In a stratagem every bit as suitable for Wile E. Coyote in one of his attempts to bag the Roadrunner for lunch or an early dinner, Pat Hobby finds a nurse from a nearby medical office, invites her to lunch, in a real sense hoping not only to find out what the boiling water is used for but to glean possibilities for subsequent action in the screenplay. Hobby brings the nurse to the studio, where they sit within range of the Writers' Table. The nurse recognizes and is mesmerized by a number of actors and directors.

Unknown to Hobby, a top-tier screenwriter has orchestrated a remarkable prank in which he, costumed as an extra from an adventure movie, sits at the Writers' Table, refuses to leave when he is told mere extras are not permitted, becomes belligerent, begins waving his Cossack sword. 

Hobby sees the prank unfold, but unaware of it being a prank, thinking instead to earn his way back to the Writers' Table, crowns the "extra" with his cafeteria tray, laden with dishes, drawing blood, then learning he has bashed the top-tier screenwriter. Of course the episode is brought around to its farcical origins with the nurse, rushing to attend the prostrate screenwriter, calls forth, "Boil some water--lots of it."

Like a Wile E. Coyote misadventure, Pat Hobby has once again found the humiliation only someone who could want so much to be a part of the Writers' Table status could want, making it ever so much more than a prank gone bad, in the process drawing in a victim of an artificial system.

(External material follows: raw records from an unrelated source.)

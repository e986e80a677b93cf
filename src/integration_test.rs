//! Full-pipeline tests: validate → wrap → invoke → decode against a
//! mocked sandbox executor, covering the failure taxonomy end to end.

use std::sync::Arc;
use std::time::Duration;

use serde_json::json;

use crate::config::{Config, SandboxConfig};
use crate::core::domain::{ExecutionOutcome, FailureKind, RawSandboxOutput, ResourceLimits};
use crate::core::pipeline::execute_script;
use crate::core::pipeline::wrapping::build_wrapper;
use crate::core::traits::executor::{InvokeError, MockSandboxExecutor, SandboxExecutor};

const HELLO_SCRIPT: &str = "\
def main():
    print('hi')
    return {'message': 'hello'}
";

fn test_config() -> Config {
    Config {
        host: "127.0.0.1".to_string(),
        port: 0,
        max_script_len: 10_000,
        limits: ResourceLimits {
            time_limit_secs: 30,
            memory_limit_mb: 1024,
            cpu_limit_secs: 10,
            max_file_size_mb: 64,
            max_open_files: 128,
        },
        sandbox: SandboxConfig {
            // An existing path, so the pipeline reaches the mocked
            // executor instead of short-circuiting on the binary check.
            nsjail_path: std::env::temp_dir(),
            python_path: "/usr/local/bin/python3".into(),
            python_search_path: "/usr/local/lib/python3.11/site-packages".to_string(),
            ld_library_path: "/usr/local/lib:/usr/lib:/lib".to_string(),
        },
    }
}

fn executor_reporting(stdout: &str) -> Arc<dyn SandboxExecutor> {
    let stdout = stdout.to_string();
    let mut mock = MockSandboxExecutor::new();
    mock.expect_invoke().returning(move |_, _| {
        Ok(RawSandboxOutput {
            status: 0,
            stdout: stdout.clone(),
            stderr: String::new(),
        })
    });
    Arc::new(mock)
}

fn executor_failing(err: InvokeError) -> Arc<dyn SandboxExecutor> {
    let mut mock = MockSandboxExecutor::new();
    mock.expect_invoke().returning(move |_, _| Err(err.clone()));
    Arc::new(mock)
}

#[tokio::test]
async fn successful_execution_returns_result_and_stdout() {
    let report = r#"{"success": true, "result": {"message": "hello"}, "stdout": "hi", "stderr": ""}"#;
    let executor = executor_reporting(report);

    let outcome = execute_script(&executor, HELLO_SCRIPT, &test_config()).await;

    assert_eq!(
        outcome,
        ExecutionOutcome::Success {
            result: json!({"message": "hello"}),
            stdout: "hi".to_string(),
            stderr: String::new(),
        }
    );
}

#[tokio::test]
async fn identical_submissions_yield_identical_outcomes() {
    let report = r#"{"success": true, "result": 7, "stdout": "", "stderr": ""}"#;
    let executor = executor_reporting(report);

    let first = execute_script(&executor, HELLO_SCRIPT, &test_config()).await;
    let second = execute_script(&executor, HELLO_SCRIPT, &test_config()).await;

    assert_eq!(first, second);
}

#[tokio::test]
async fn denylisted_script_never_reaches_the_executor() {
    let mut mock = MockSandboxExecutor::new();
    mock.expect_invoke().times(0);
    let executor: Arc<dyn SandboxExecutor> = Arc::new(mock);

    let outcome = execute_script(
        &executor,
        "import subprocess\ndef main():\n    return 1\n",
        &test_config(),
    )
    .await;

    let ExecutionOutcome::Failure { kind, message, .. } = outcome else {
        panic!("expected failure");
    };
    assert_eq!(kind, FailureKind::Validation);
    assert_eq!(message, "Unsafe operation detected: import subprocess");
}

#[tokio::test]
async fn syntactically_invalid_script_never_reaches_the_executor() {
    let mut mock = MockSandboxExecutor::new();
    mock.expect_invoke().times(0);
    let executor: Arc<dyn SandboxExecutor> = Arc::new(mock);

    let outcome = execute_script(&executor, "def main(:\n    return 1\n", &test_config()).await;

    let ExecutionOutcome::Failure { kind, message, .. } = outcome else {
        panic!("expected failure");
    };
    assert_eq!(kind, FailureKind::Validation);
    assert!(message.starts_with("Syntax error in code:"), "got {message:?}");
}

#[tokio::test]
async fn script_without_main_never_reaches_the_executor() {
    let mut mock = MockSandboxExecutor::new();
    mock.expect_invoke().times(0);
    let executor: Arc<dyn SandboxExecutor> = Arc::new(mock);

    let outcome = execute_script(&executor, "x = 1\n", &test_config()).await;

    assert_eq!(
        outcome,
        ExecutionOutcome::Failure {
            kind: FailureKind::Validation,
            message: "Code must contain a main() function".to_string(),
            stdout: String::new(),
            stderr: String::new(),
        }
    );
}

#[tokio::test]
async fn wrapper_reported_missing_entry_point_is_classified() {
    // Defense in depth: the wrapper re-checks for main() even though
    // the validator normally rejects such scripts first.
    let report = r#"{"success": false, "error": "No main() function found", "traceback": "Traceback...", "stdout": "", "stderr": ""}"#;
    let executor = executor_reporting(report);

    let outcome = execute_script(&executor, HELLO_SCRIPT, &test_config()).await;

    let ExecutionOutcome::Failure { kind, .. } = outcome else {
        panic!("expected failure");
    };
    assert_eq!(kind, FailureKind::NoEntryPoint);
}

#[tokio::test]
async fn non_serializable_result_names_the_offending_type() {
    let report = r#"{"success": false, "error": "main() function must return JSON serializable data. Got function: Object of type function is not JSON serializable", "traceback": "", "stdout": "", "stderr": ""}"#;
    let executor = executor_reporting(report);

    let outcome = execute_script(&executor, HELLO_SCRIPT, &test_config()).await;

    let ExecutionOutcome::Failure { kind, message, .. } = outcome else {
        panic!("expected failure");
    };
    assert_eq!(kind, FailureKind::NonSerializableResult);
    assert!(message.contains("Got function"), "got {message:?}");
}

#[tokio::test]
async fn user_exception_carries_partial_output() {
    let report = r#"{"success": false, "error": "RuntimeError: boom", "traceback": "Traceback...", "stdout": "before the crash", "stderr": ""}"#;
    let executor = executor_reporting(report);

    let outcome = execute_script(&executor, HELLO_SCRIPT, &test_config()).await;

    assert_eq!(
        outcome,
        ExecutionOutcome::Failure {
            kind: FailureKind::UserRaised,
            message: "RuntimeError: boom".to_string(),
            stdout: "before the crash".to_string(),
            stderr: String::new(),
        }
    );
}

#[tokio::test]
async fn timed_out_execution_is_reported_as_timeout() {
    let executor = executor_failing(InvokeError::TimedOut);

    let outcome = execute_script(&executor, HELLO_SCRIPT, &test_config()).await;

    let ExecutionOutcome::Failure { kind, message, .. } = outcome else {
        panic!("expected failure");
    };
    assert_eq!(kind, FailureKind::Timeout);
    assert_eq!(message, "Code execution timed out");
}

#[tokio::test]
async fn missing_sandbox_binary_is_an_infrastructure_failure() {
    let mut config = test_config();
    config.sandbox.nsjail_path = "/nonexistent/nsjail".into();

    let mut mock = MockSandboxExecutor::new();
    mock.expect_invoke().times(0);
    let executor: Arc<dyn SandboxExecutor> = Arc::new(mock);

    let outcome = execute_script(&executor, HELLO_SCRIPT, &config).await;

    let ExecutionOutcome::Failure { kind, .. } = outcome else {
        panic!("expected failure");
    };
    assert_eq!(kind, FailureKind::SandboxMissing);
}

#[tokio::test]
async fn garbage_sandbox_output_is_a_pipeline_defect() {
    let executor = executor_reporting("free(): invalid pointer");

    let outcome = execute_script(&executor, HELLO_SCRIPT, &test_config()).await;

    let ExecutionOutcome::Failure { kind, .. } = outcome else {
        panic!("expected failure");
    };
    assert_eq!(kind, FailureKind::MalformedOutput);
}

#[tokio::test]
async fn executor_receives_the_generated_wrapper() {
    let expected_wrapper = build_wrapper(HELLO_SCRIPT);
    let report = r#"{"success": true, "result": null, "stdout": "", "stderr": ""}"#.to_string();

    let mut mock = MockSandboxExecutor::new();
    mock.expect_invoke()
        .withf(move |invocation, wait| {
            invocation.args.last() == Some(&expected_wrapper)
                && *wait == Duration::from_secs(35)
        })
        .times(1)
        .returning(move |_, _| {
            Ok(RawSandboxOutput {
                status: 0,
                stdout: report.clone(),
                stderr: String::new(),
            })
        });
    let executor: Arc<dyn SandboxExecutor> = Arc::new(mock);

    let outcome = execute_script(&executor, HELLO_SCRIPT, &test_config()).await;
    assert!(matches!(outcome, ExecutionOutcome::Success { .. }));
}

/// The wrapper's emitted JSON line, fed back through the decoder,
/// reproduces the outcome the wrapper intended to express.
#[tokio::test]
async fn wrapper_protocol_round_trips_through_the_decoder() {
    let intents = [
        (
            json!({"success": true, "result": [1, "two", null], "stdout": "out", "stderr": "err"}),
            ExecutionOutcome::Success {
                result: json!([1, "two", null]),
                stdout: "out".to_string(),
                stderr: "err".to_string(),
            },
        ),
        (
            json!({"success": false, "error": "KeyError: 'x'", "traceback": "Traceback...", "stdout": "", "stderr": ""}),
            ExecutionOutcome::Failure {
                kind: FailureKind::UserRaised,
                message: "KeyError: 'x'".to_string(),
                stdout: String::new(),
                stderr: String::new(),
            },
        ),
    ];

    for (report, expected) in intents {
        let executor = executor_reporting(&report.to_string());
        let outcome = execute_script(&executor, HELLO_SCRIPT, &test_config()).await;
        assert_eq!(outcome, expected);
    }
}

Of course you follow and respect the Wile E. Coyote cartoons and the Pat Hobby stories, not only for their iconic themes but as well for the way Fitzgerald's artistry took him on yet another aspect of his short story vision with this spare, wry style.

The coyote and Hobby are so caught up in the immediacy of their simple, direct quests, the coyote to bring down the Roadrunner, and Hobby, intent on keeping himself on the payroll, that we root for them because we see, beyond their ability to do so, the hopelessness of their goals. We are left thus, our own goals for company. If we are silent for a few moments, we can hear them, dictating notes of desperation to us, asking us, please, a little help for a friend.Please.